Exercise requirements ▸
Write the listing out again verbatim, leaving nothing out.

+===+

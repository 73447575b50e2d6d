//! The syntax tree produced by the compiler front end.
use std::fmt::{self, Display, Formatter};

use super::types::LineNumber;

/// Name of the function definition at the root of every program.
pub const ROOT_NODE_NAME: &str = "cflat_node_root";

#[derive(Debug, Clone, Copy, PartialEq, Eq, Hash)]
pub enum ExpressionType {
    FunctionDef,
    FunctionArgumentDef,
    /// A call to something the compiler itself provides, such as
    /// `#_declarevar`.
    InternalCall,
    FunctionCall,
    LiteralLeaf,
    /// The target of an assignment.
    VariableWrite,
    VariableRead,
}

#[derive(Debug, Clone, Copy, PartialEq, Eq, Hash)]
pub enum ReturnType {
    Int,
    Float,
    Nothing,
    /// Text, such as a string literal or a variable name.
    Database,
}

#[derive(Debug, Clone, PartialEq)]
pub enum LiteralValue {
    Bool(bool),
    Int(i32),
    Double(f64),
    Str(String),
}

impl Display for LiteralValue {
    fn fmt(&self, f: &mut Formatter<'_>) -> Result<(), fmt::Error> {
        match self {
            LiteralValue::Bool(b) => write!(f, "{b}"),
            LiteralValue::Int(n) => write!(f, "{n}"),
            LiteralValue::Double(x) => write!(f, "{x:?}"),
            LiteralValue::Str(s) => write!(f, "{s:?}"),
        }
    }
}

#[derive(Debug, Clone, PartialEq)]
pub struct SyntaxTreeNode {
    pub expression_type: ExpressionType,
    pub return_type: Option<ReturnType>,
    pub name: Option<String>,
    pub line_number: LineNumber,
    pub arguments: Vec<SyntaxTreeNode>,
    pub statements: Vec<SyntaxTreeNode>,
    pub literal_value: Option<LiteralValue>,
    /// Number of `*` in a declaration.
    pub pointer_depth: u32,
}

impl SyntaxTreeNode {
    fn new(
        expression_type: ExpressionType,
        name: Option<String>,
        line_number: LineNumber,
    ) -> SyntaxTreeNode {
        SyntaxTreeNode {
            expression_type,
            return_type: None,
            name,
            line_number,
            arguments: Vec::new(),
            statements: Vec::new(),
            literal_value: None,
            pointer_depth: 0,
        }
    }

    #[must_use]
    pub fn function_call(name: &str, line_number: LineNumber) -> SyntaxTreeNode {
        SyntaxTreeNode::new(
            ExpressionType::FunctionCall,
            Some(name.to_string()),
            line_number,
        )
    }

    #[must_use]
    pub fn internal_call(name: &str, line_number: LineNumber) -> SyntaxTreeNode {
        SyntaxTreeNode::new(
            ExpressionType::InternalCall,
            Some(name.to_string()),
            line_number,
        )
    }

    #[must_use]
    pub fn function_def(
        name: &str,
        return_type: ReturnType,
        line_number: LineNumber,
    ) -> SyntaxTreeNode {
        SyntaxTreeNode {
            return_type: Some(return_type),
            ..SyntaxTreeNode::new(
                ExpressionType::FunctionDef,
                Some(name.to_string()),
                line_number,
            )
        }
    }

    #[must_use]
    pub fn argument_def(
        name: &str,
        return_type: ReturnType,
        pointer_depth: u32,
        line_number: LineNumber,
    ) -> SyntaxTreeNode {
        SyntaxTreeNode {
            return_type: Some(return_type),
            pointer_depth,
            ..SyntaxTreeNode::new(
                ExpressionType::FunctionArgumentDef,
                Some(name.to_string()),
                line_number,
            )
        }
    }

    #[must_use]
    pub fn literal(
        return_type: ReturnType,
        value: LiteralValue,
        line_number: LineNumber,
    ) -> SyntaxTreeNode {
        SyntaxTreeNode {
            return_type: Some(return_type),
            literal_value: Some(value),
            ..SyntaxTreeNode::new(ExpressionType::LiteralLeaf, None, line_number)
        }
    }

    /// A literal holding source text as it was written.
    #[must_use]
    pub fn raw(text: &str, line_number: LineNumber) -> SyntaxTreeNode {
        SyntaxTreeNode::literal(
            ReturnType::Database,
            LiteralValue::Str(text.to_string()),
            line_number,
        )
    }

    #[must_use]
    pub fn variable_read(name: &str, line_number: LineNumber) -> SyntaxTreeNode {
        SyntaxTreeNode::new(
            ExpressionType::VariableRead,
            Some(name.to_string()),
            line_number,
        )
    }

    #[must_use]
    pub fn is_named(&self, name: &str) -> bool {
        self.name.as_deref() == Some(name)
    }

    /// A one-line rendering of an expression, such as `+(1, *(2, 3))`.
    #[must_use]
    pub fn expression(&self) -> Expression<'_> {
        Expression(self)
    }

    fn fmt_indented(
        &self,
        f: &mut Formatter<'_>,
        indent: usize,
        marker: &str,
    ) -> Result<(), fmt::Error> {
        write!(f, "{:indent$}{marker}{:?}", "", self.expression_type)?;
        if let Some(name) = &self.name {
            write!(f, " {name}")?;
        }
        if let Some(value) = &self.literal_value {
            write!(f, " {value}")?;
        }
        if let Some(return_type) = &self.return_type {
            write!(f, " -> {return_type:?}")?;
        }
        if self.pointer_depth > 0 {
            write!(f, " {}", "*".repeat(self.pointer_depth as usize))?;
        }
        writeln!(f, " (line {})", self.line_number)?;
        for argument in &self.arguments {
            argument.fmt_indented(f, indent + 2, "= ")?;
        }
        for statement in &self.statements {
            statement.fmt_indented(f, indent + 2, "")?;
        }
        Ok(())
    }
}

/// Prints the tree one node per line, indenting statements under
/// their parent and marking arguments with `=`.
impl Display for SyntaxTreeNode {
    fn fmt(&self, f: &mut Formatter<'_>) -> Result<(), fmt::Error> {
        self.fmt_indented(f, 0, "")
    }
}

pub struct Expression<'a>(&'a SyntaxTreeNode);

impl Display for Expression<'_> {
    fn fmt(&self, f: &mut Formatter<'_>) -> Result<(), fmt::Error> {
        let node = self.0;
        match (&node.literal_value, &node.name) {
            (Some(value), _) => write!(f, "{value}"),
            (None, Some(name)) if node.expression_type == ExpressionType::VariableRead
                || node.expression_type == ExpressionType::VariableWrite =>
            {
                f.write_str(name)
            }
            (None, name) => {
                f.write_str(name.as_deref().unwrap_or("?"))?;
                f.write_str("(")?;
                for (i, argument) in node.arguments.iter().enumerate() {
                    if i > 0 {
                        f.write_str(", ")?;
                    }
                    write!(f, "{}", argument.expression())?;
                }
                f.write_str(")")
            }
        }
    }
}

+===+

Result ▸
repository 73447575b50e2d6d
//! The syntax tree produced by the compiler front end.
use std::fmt::{self, Display, Formatter};

use super::types::LineNumber;

/// Name of the function definition at the root of every program.
pub const ROOT_NODE_NAME: &str = "cflat_node_root";

#[derive(Debug, Clone, Copy, PartialEq, Eq, Hash)]
pub enum ExpressionType {
    FunctionDef,
    FunctionArgumentDef,
    /// A call to something the compiler itself provides, such as
    /// `#_declarevar`.
    InternalCall,
    FunctionCall,
    LiteralLeaf,
    /// The target of an assignment.
    VariableWrite,
    VariableRead,
}

#[derive(Debug, Clone, Copy, PartialEq, Eq, Hash)]
pub enum ReturnType {
    Int,
    Float,
    Nothing,
    /// Text, such as a string literal or a variable name.
    Database,
}

#[derive(Debug, Clone, PartialEq)]
pub enum LiteralValue {
    Bool(bool),
    Int(i32),
    Double(f64),
    Str(String),
}

impl Display for LiteralValue {
    fn fmt(&self, f: &mut Formatter<'_>) -> Result<(), fmt::Error> {
        match self {
            LiteralValue::Bool(b) => write!(f, "{b}"),
            LiteralValue::Int(n) => write!(f, "{n}"),
            LiteralValue::Double(x) => write!(f, "{x:?}"),
            LiteralValue::Str(s) => write!(f, "{s:?}"),
        }
    }
}

#[derive(Debug, Clone, PartialEq)]
pub struct SyntaxTreeNode {
    pub expression_type: ExpressionType,
    pub return_type: Option<ReturnType>,
    pub name: Option<String>,
    pub line_number: LineNumber,
    pub arguments: Vec<SyntaxTreeNode>,
    pub statements: Vec<SyntaxTreeNode>,
    pub literal_value: Option<LiteralValue>,
    /// Number of `*` in a declaration.
    pub pointer_depth: u32,
}

impl SyntaxTreeNode {
    fn new(
        expression_type: ExpressionType,
        name: Option<String>,
        line_number: LineNumber,
    ) -> SyntaxTreeNode {
        SyntaxTreeNode {
            expression_type,
            return_type: None,
            name,
            line_number,
            arguments: Vec::new(),
            statements: Vec::new(),
            literal_value: None,
            pointer_depth: 0,
        }
    }

    #[must_use]
    pub fn function_call(name: &str, line_number: LineNumber) -> SyntaxTreeNode {
        SyntaxTreeNode::new(
            ExpressionType::FunctionCall,
            Some(name.to_string()),
            line_number,
        )
    }

    #[must_use]
    pub fn internal_call(name: &str, line_number: LineNumber) -> SyntaxTreeNode {
        SyntaxTreeNode::new(
            ExpressionType::InternalCall,
            Some(name.to_string()),
            line_number,
        )
    }

    #[must_use]
    pub fn function_def(
        name: &str,
        return_type: ReturnType,
        line_number: LineNumber,
    ) -> SyntaxTreeNode {
        SyntaxTreeNode {
            return_type: Some(return_type),
            ..SyntaxTreeNode::new(
                ExpressionType::FunctionDef,
                Some(name.to_string()),
                line_number,
            )
        }
    }

    #[must_use]
    pub fn argument_def(
        name: &str,
        return_type: ReturnType,
        pointer_depth: u32,
        line_number: LineNumber,
    ) -> SyntaxTreeNode {
        SyntaxTreeNode {
            return_type: Some(return_type),
            pointer_depth,
            ..SyntaxTreeNode::new(
                ExpressionType::FunctionArgumentDef,
                Some(name.to_string()),
                line_number,
            )
        }
    }

    #[must_use]
    pub fn literal(
        return_type: ReturnType,
        value: LiteralValue,
        line_number: LineNumber,
    ) -> SyntaxTreeNode {
        SyntaxTreeNode {
            return_type: Some(return_type),
            literal_value: Some(value),
            ..SyntaxTreeNode::new(ExpressionType::LiteralLeaf, None, line_number)
        }
    }

    /// A literal holding source text as it was written.
    #[must_use]
    pub fn raw(text: &str, line_number: LineNumber) -> SyntaxTreeNode {
        SyntaxTreeNode::literal(
            ReturnType::Database,
            LiteralValue::Str(text.to_string()),
            line_number,
        )
    }

    #[must_use]
    pub fn variable_read(name: &str, line_number: LineNumber) -> SyntaxTreeNode {
        SyntaxTreeNode::new(
            ExpressionType::VariableRead,
            Some(name.to_string()),
            line_number,
        )
    }

    #[must_use]
    pub fn is_named(&self, name: &str) -> bool {
        self.name.as_deref() == Some(name)
    }

    /// A one-line rendering of an expression, such as `+(1, *(2, 3))`.
    #[must_use]
    pub fn expression(&self) -> Expression<'_> {
        Expression(self)
    }

    fn fmt_indented(
        &self,
        f: &mut Formatter<'_>,
        indent: usize,
        marker: &str,
    ) -> Result<(), fmt::Error> {
        write!(f, "{:indent$}{marker}{:?}", "", self.expression_type)?;
        if let Some(name) = &self.name {
            write!(f, " {name}")?;
        }
        if let Some(value) = &self.literal_value {
            write!(f, " {value}")?;
        }
        if let Some(return_type) = &self.return_type {
            write!(f, " -> {return_type:?}")?;
        }
        if self.pointer_depth > 0 {
            write!(f, " {}", "*".repeat(self.pointer_depth as usize))?;
        }
        writeln!(f, " (line {})", self.line_number)?;
        for argument in &self.arguments {
            argument.fmt_indented(f, indent + 2, "= ")?;
        }
        for statement in &self.statements {
            statement.fmt_indented(f, indent + 2, "")?;
        }
        Ok(())
    }
}

/// Prints the tree one node per line, indenting statements under
/// their parent and marking arguments with `=`.
impl Display for SyntaxTreeNode {
    fn fmt(&self, f: &mut Formatter<'_>) -> Result<(), fmt::Error> {
        self.fmt_indented(f, 0, "")
    }
}

pub struct Expression<'a>(&'a SyntaxTreeNode);

impl Display for Expression<'_> {
    fn fmt(&self, f: &mut Formatter<'_>) -> Result<(), fmt::Error> {
        let node = self.0;
        match (&node.literal_value, &node.name) {
            (Some(value), _) => write!(f, "{value}"),
            (None, Some(name)) if node.expression_type == ExpressionType::VariableRead
                || node.expression_type == ExpressionType::VariableWrite =>
            {
                f.write_str(name)
            }
            (None, name) => {
                f.write_str(name.as_deref().unwrap_or("?"))?;
                f.write_str("(")?;
                for (i, argument) in node.arguments.iter().enumerate() {
                    if i > 0 {
                        f.write_str(", ")?;
                    }
                    write!(f, "{}", argument.expression())?;
                }
                f.write_str(")")
            }
        }
    }
}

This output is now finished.